**WHAT IS NEEDED:**
Starting at the top of the entries below, set down each line exactly as written, and stop after the line containing "repository 4f95710445109248".

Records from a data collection

// src/services/project_service.rs

use sqlx::PgConnection;
use uuid::Uuid;

use crate::{common::error::AppError, db::ProjectRepository, models::project::Project};

#[derive(Clone)]
pub struct ProjectService {
    repo: ProjectRepository,
}

impl ProjectService {
    pub fn new(repo: ProjectRepository) -> Self {
        Self { repo }
    }

    pub async fn list_projects(&self, conn: &mut PgConnection, org_id: Uuid) -> Result<Vec<Project>, AppError> {
        self.repo.list_for_org(&mut *conn, org_id).await
    }

    /// Projeto de outra organização responde como inexistente.
    pub async fn get_project(
        &self,
        conn: &mut PgConnection,
        org_id: Uuid,
        project_id: Uuid,
    ) -> Result<Project, AppError> {
        self.repo
            .find_for_org(&mut *conn, org_id, project_id)
            .await?
            .ok_or(AppError::ProjectNotFound)
    }
}
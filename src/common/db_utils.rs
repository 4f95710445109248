use sqlx::{Postgres, Transaction};

use crate::common::error::AppError;
use crate::config::AppState;

// ---
// Transação da requisição
// ---
/// Abre a transação onde roda tudo que a requisição faz no banco.
/// O handler faz o commit; qualquer `?` antes disso descarta a transação (rollback).
pub(crate) async fn begin_request_transaction(
    app_state: &AppState,
) -> Result<Transaction<'static, Postgres>, AppError> {
    let tx = app_state.db_pool.begin().await?;
    Ok(tx)
}
pub mod auth;
pub mod i18n;
pub mod rbac;
pub mod tenancy;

**EXERCISE SOLUTION:**
// src/services/project_service.rs

use sqlx::PgConnection;
use uuid::Uuid;

use crate::{common::error::AppError, db::ProjectRepository, models::project::Project};

#[derive(Clone)]
pub struct ProjectService {
    repo: ProjectRepository,
}

impl ProjectService {
    pub fn new(repo: ProjectRepository) -> Self {
        Self { repo }
    }

    pub async fn list_projects(&self, conn: &mut PgConnection, org_id: Uuid) -> Result<Vec<Project>, AppError> {
        self.repo.list_for_org(&mut *conn, org_id).await
    }

    /// Projeto de outra organização responde como inexistente.
    pub async fn get_project(
        &self,
        conn: &mut PgConnection,
        org_id: Uuid,
        project_id: Uuid,
    ) -> Result<Project, AppError> {
        self.repo
            .find_for_org(&mut *conn, org_id, project_id)
            .await?
            .ok_or(AppError::ProjectNotFound)
    }
}
filename src/common/db_utils.rs
repository 4f95710445109248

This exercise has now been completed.